ASSIGNMENT
Reproduce, with no changes, the line that contains "use super::*;" and all the lines that come after it in the records.

(Stored data)
· · · · · · ·
//! # Telemetry Bootstrap
//!
//! Tracing-subscriber registration for host binaries.
//!
//! The engine and the handle emit structured `tracing` events; whether and
//! where those events land is up to the embedding app. Hosts that want the
//! default formatting call [`init`] once at startup.

use tracing_subscriber::EnvFilter;

/// Initializes the tracing subscriber for structured logging.
///
/// ## Log Levels
/// - `RUST_LOG=debug` - Show debug messages
/// - `RUST_LOG=bazaar_state=trace` - Trace the cart façade only
/// - Default: INFO level, cart crates at DEBUG
///
/// Calling this more than once (or alongside a subscriber the host already
/// installed) fails quietly rather than panicking.
pub fn init() {
    let filter = EnvFilter::try_from_default_env()
        .unwrap_or_else(|_| EnvFilter::new("info,bazaar_core=debug,bazaar_state=debug"));

    let _ = tracing_subscriber::fmt()
        .with_env_filter(filter)
        .try_init();
}

#[cfg(test)]
mod tests {
    use super::*;

    #[test]
    fn test_init_is_idempotent() {
        init();
        init(); // second call must not panic
    }
}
· · · · · · ·
RESPONSE FOR THIS EXERCISE
    use super::*;

    #[test]
    fn test_init_is_idempotent() {
        init();
        init(); // second call must not panic
    }
}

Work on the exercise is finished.